Witness statements and warrant details are shaping the early murder case.
SANDY SPRINGS, Ga. — Two brothers have been charged after a 29-year-old man was shot to death at a Sandy Springs apartment complex, with early witness statements and warrant details challenging one suspect’s claim that he acted in self-defense.
The case matters now because investigators moved fast, made two arrests and built the first public version of events from witness interviews, jail records and court documents. Police say the victim was killed Tuesday night at the Hudson Northridge apartments on Northridge Parkway. By Thursday, both suspects were in custody, but key parts of the case still depended on conflicting accounts about what happened during a confrontation in the parking lot and breezeway.
Police said officers responded about 8:20 p.m. Tuesday to reports of a shooting in the 550 block of Northridge Parkway. They found the victim, identified in local reporting as Tucker, dead at the scene. Authorities named the suspects as Derrick Washington, 26, and Mason Washington, 20. Investigators said the brothers and the victim all lived at the complex and had been involved in an argument before the shooting. Derrick Washington was arrested the same night. Mason Washington was arrested later, after police spent hours searching for him. The swift timeline became part of the official account, with authorities crediting witness statements for helping identify the suspects within hours.
The most important evidence made public so far comes from the warrants. Derrick Washington told officers he fired in self-defense because he thought Tucker had a gun. Investigators said Tucker was unarmed. Witnesses described Tucker with his hands up, pleading for his life, before shots were fired. One report based on the warrant said a witness heard someone accuse Tucker of stealing. Another said a second man came from an apartment with a rifle, pointed it at Tucker and struck him with it before the shooting. A responding officer also documented spent shell casings and a large amount of cash near the body. An Uber driver summoned to the complex reportedly told detectives the victim begged for his life before both men fired. Those details do not settle the case, but they sharply frame the dispute over what happened in the final moments.
Investigators also traced activity after the shooting. A local report citing court records said detectives used license plate reader data to track a vehicle tied to a friend of Mason Washington. That friend told police he found Mason in the back seat of his car and ordered him out, according to the report. Detectives later searched the brothers’ apartment and seized three firearms, including a pistol and rifles. Those details add investigative context because they show police working outward from the scene through witnesses, vehicles and a search warrant rather than relying only on one suspect’s statement.
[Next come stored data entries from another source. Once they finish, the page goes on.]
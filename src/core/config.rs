//! Configuration management

use clap::{Parser, Subcommand};
use config::{Config as ConfigBuilder, ConfigBuilder as Builder, ConfigError as BuilderError, Environment, File};
use config::builder::DefaultState;
use serde::Deserialize;
use std::path::{Path, PathBuf};
use std::time::Duration;
use thiserror::Error;

use crate::core::retention::CLEANUP_GRACE_PERIOD;

#[derive(Debug, Error)]
pub enum ConfigError {
    #[error("Invalid database configuration: {0}")]
    InvalidDatabase(String),

    #[error("Invalid logging configuration: {0}")]
    InvalidLogging(String),

    #[error("Invalid offline configuration: {0}")]
    InvalidOffline(String),

    #[error("Failed to load configuration: {0}")]
    LoadError(String),

    #[error("Configuration file not found: {0}")]
    FileNotFound(String),
}

impl From<BuilderError> for ConfigError {
    fn from(err: BuilderError) -> Self {
        ConfigError::LoadError(err.to_string())
    }
}

#[derive(Debug, Clone, Deserialize)]
pub struct Config {
    pub database: DatabaseConfig,
    pub logging: LoggingConfig,
    pub offline: OfflineConfig,
}

impl Config {
    /// Load configuration with precedence: CLI args > Environment variables > Config file > Defaults
    pub fn load(cli_args: &CliArgs) -> Result<Self, ConfigError> {
        let mut builder = with_defaults(ConfigBuilder::builder())?;

        if let Some(config_path) = &cli_args.config {
            if !config_path.exists() {
                return Err(ConfigError::FileNotFound(
                    config_path.display().to_string()
                ));
            }
            builder = builder.add_source(File::from(config_path.as_path()));
        }

        // Environment variables are prefixed with SHELF_ and use __ for nesting
        // Example: SHELF_OFFLINE__CLEANUP_GRACE_SECONDS=600
        builder = builder.add_source(
            Environment::with_prefix("SHELF")
                .separator("__")
                .try_parsing(true)
        );

        if let Some(db_path) = &cli_args.database {
            builder = builder.set_override("database.path", db_path.display().to_string())?;
        }
        if let Some(log_level) = &cli_args.log_level {
            builder = builder.set_override("logging.level", log_level.clone())?;
        }
        if cli_args.paused {
            builder = builder.set_override("offline.downloads_paused", true)?;
        }

        let config: Config = builder.build()?.try_deserialize()?;
        config.validate()?;

        Ok(config)
    }

    /// Load configuration from a specific file path
    pub fn from_file(path: &Path) -> Result<Self, ConfigError> {
        if !path.exists() {
            return Err(ConfigError::FileNotFound(path.display().to_string()));
        }

        let config: Config = with_defaults(ConfigBuilder::builder())?
            .add_source(File::from(path))
            .build()?
            .try_deserialize()?;

        config.validate()?;
        Ok(config)
    }

    /// Validate all configuration parameters
    pub fn validate(&self) -> Result<(), ConfigError> {
        self.database.validate()?;
        self.logging.validate()?;
        self.offline.validate()?;
        Ok(())
    }
}

fn with_defaults(builder: Builder<DefaultState>) -> Result<Builder<DefaultState>, ConfigError> {
    Ok(builder
        .set_default("database.path", "./data/shelf-mirror.db")?
        .set_default("database.connection_pool_size", 4)?
        .set_default("database.busy_timeout", 5000)?
        .set_default("logging.level", "info")?
        .set_default("logging.format", "text")?
        .set_default("logging.output", "stdout")?
        .set_default("logging.max_file_size", 10485760)? // 10 MB
        .set_default("logging.max_backups", 5)?
        .set_default("offline.cleanup_grace_seconds", CLEANUP_GRACE_PERIOD.as_secs())?
        .set_default("offline.writer_queue_depth", 256)?
        .set_default("offline.downloads_paused", false)?)
}

/// Command-line arguments for the maintenance binary
#[derive(Debug, Parser)]
#[command(name = "shelf-mirror")]
#[command(about = "Offline mirror maintenance tool", long_about = None)]
pub struct CliArgs {
    /// Path to configuration file (TOML format)
    #[arg(short, long, value_name = "FILE")]
    pub config: Option<PathBuf>,

    /// Database file path
    #[arg(short, long, value_name = "PATH")]
    pub database: Option<PathBuf>,

    /// Log level (debug, info, warn, error)
    #[arg(short, long, value_name = "LEVEL")]
    pub log_level: Option<String>,

    /// Do not hand queued books to the download worker
    #[arg(long)]
    pub paused: bool,

    #[command(subcommand)]
    pub command: Command,
}

#[derive(Debug, Subcommand)]
pub enum Command {
    /// Print the download queue summary of an instance
    Summary {
        #[arg(long)]
        instance: String,
    },
    /// Recompute every series and read-list aggregate of an instance
    Repair {
        #[arg(long)]
        instance: String,
    },
    /// List queued reading-progress updates, oldest first
    Outbox {
        #[arg(long)]
        instance: Option<String>,
        #[arg(long, default_value_t = 20)]
        limit: usize,
    },
    /// Remove every mirrored row of an instance
    Purge {
        #[arg(long)]
        instance: String,
    },
}

#[derive(Debug, Clone, Deserialize)]
pub struct DatabaseConfig {
    pub path: PathBuf,
    pub connection_pool_size: usize,
    pub busy_timeout: u64, // milliseconds
}

impl DatabaseConfig {
    pub fn validate(&self) -> Result<(), ConfigError> {
        if self.path.as_os_str().is_empty() {
            return Err(ConfigError::InvalidDatabase("path cannot be empty".to_string()));
        }

        if self.connection_pool_size == 0 {
            return Err(ConfigError::InvalidDatabase("connection_pool_size must be greater than 0".to_string()));
        }

        if self.busy_timeout == 0 {
            return Err(ConfigError::InvalidDatabase("busy_timeout must be greater than 0".to_string()));
        }

        Ok(())
    }
}

#[derive(Debug, Clone, Deserialize)]
pub struct LoggingConfig {
    pub level: String,
    pub format: String,
    pub output: String,
    pub log_file: Option<PathBuf>,
    pub max_file_size: usize, // bytes
    pub max_backups: usize,
}

impl LoggingConfig {
    pub fn validate(&self) -> Result<(), ConfigError> {
        let valid_levels = ["debug", "info", "warn", "error"];
        if !valid_levels.contains(&self.level.as_str()) {
            return Err(ConfigError::InvalidLogging(
                format!("level must be one of: {:?}", valid_levels)
            ));
        }

        let valid_formats = ["json", "text"];
        if !valid_formats.contains(&self.format.as_str()) {
            return Err(ConfigError::InvalidLogging(
                format!("format must be one of: {:?}", valid_formats)
            ));
        }

        let valid_outputs = ["stdout", "file"];
        if !valid_outputs.contains(&self.output.as_str()) {
            return Err(ConfigError::InvalidLogging(
                format!("output must be one of: {:?}", valid_outputs)
            ));
        }

        if self.output == "file" && self.log_file.is_none() {
            return Err(ConfigError::InvalidLogging(
                "log_file must be specified when output is 'file'".to_string()
            ));
        }

        if self.max_file_size == 0 {
            return Err(ConfigError::InvalidLogging("max_file_size must be greater than 0".to_string()));
        }

        if self.max_backups == 0 {
            return Err(ConfigError::InvalidLogging("max_backups must be greater than 0".to_string()));
        }

        Ok(())
    }
}

#[derive(Debug, Clone, Deserialize)]
pub struct OfflineConfig {
    pub cleanup_grace_seconds: u64,
    pub writer_queue_depth: usize,
    pub downloads_paused: bool,
}

impl OfflineConfig {
    pub fn validate(&self) -> Result<(), ConfigError> {
        if self.writer_queue_depth == 0 {
            return Err(ConfigError::InvalidOffline("writer_queue_depth must be greater than 0".to_string()));
        }

        Ok(())
    }

    pub fn cleanup_grace(&self) -> Duration {
        Duration::from_secs(self.cleanup_grace_seconds)
    }
}
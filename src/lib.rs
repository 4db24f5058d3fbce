//! Shelf Mirror Library
//!
//! Offline mirror and download-retention engine for a remote comics and ebook library server:
//! mirrors the remote catalog into SQLite, tracks per-book downloads, keeps series and read-list
//! aggregates in step and decides what should be fetched or evicted.

pub mod core;
pub mod db;

// Re-export commonly used types
pub use crate::core::{
    Config, DownloadScheduler, DownloadStatus, EvictionSink, MirrorError, OfflinePolicy,
    OfflineStore, ProgressUpdate, TransitionRequest,
};
pub use db::{DatabaseManager, EntityKey};

/// Library version
pub const VERSION: &str = env!("CARGO_PKG_VERSION");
At the same time, important facts remain unclear, especially the motive and the exact trigger for the argument that led to the shooting.
Both men now face serious felony counts, including murder and aggravated assault, and reports based on jail records say the case also includes a charge for possessing a firearm during the commission of a felony. Early coverage listed both malice murder and felony murder counts. No public explanation had been given by Thursday for whether prosecutors see the brothers as equal participants or whether each is accused of a different role. That distinction may become more important at first appearances or bond proceedings, when defense lawyers and prosecutors begin arguing over evidence, intent and risk. Additional court filings could also show whether surveillance video, ballistic testing or phone records will play a major role in the prosecution.
The shooting also rattled residents at the complex. Neighbors told local stations they watched police, dogs and investigators comb the property, and some said they were unable to reach their homes for hours. One resident said the violence changed the feel of the place and raised fears for children living there. That reaction gave the case a broader local impact beyond the charges. What began as a confrontation among people in one apartment community quickly became a high-profile homicide investigation, with a grieving family on one side and a fast-developing criminal case on the other. Even before any hearing, the witness statements have already shaped how the public understands the shooting.
As of Thursday night, both brothers were in custody and Sandy Springs police said the investigation remained active. The next milestone is expected in court, where prosecutors may provide a fuller timeline and defense attorneys can begin challenging the witness-based account.
Author note: Last updated April 17, 2026.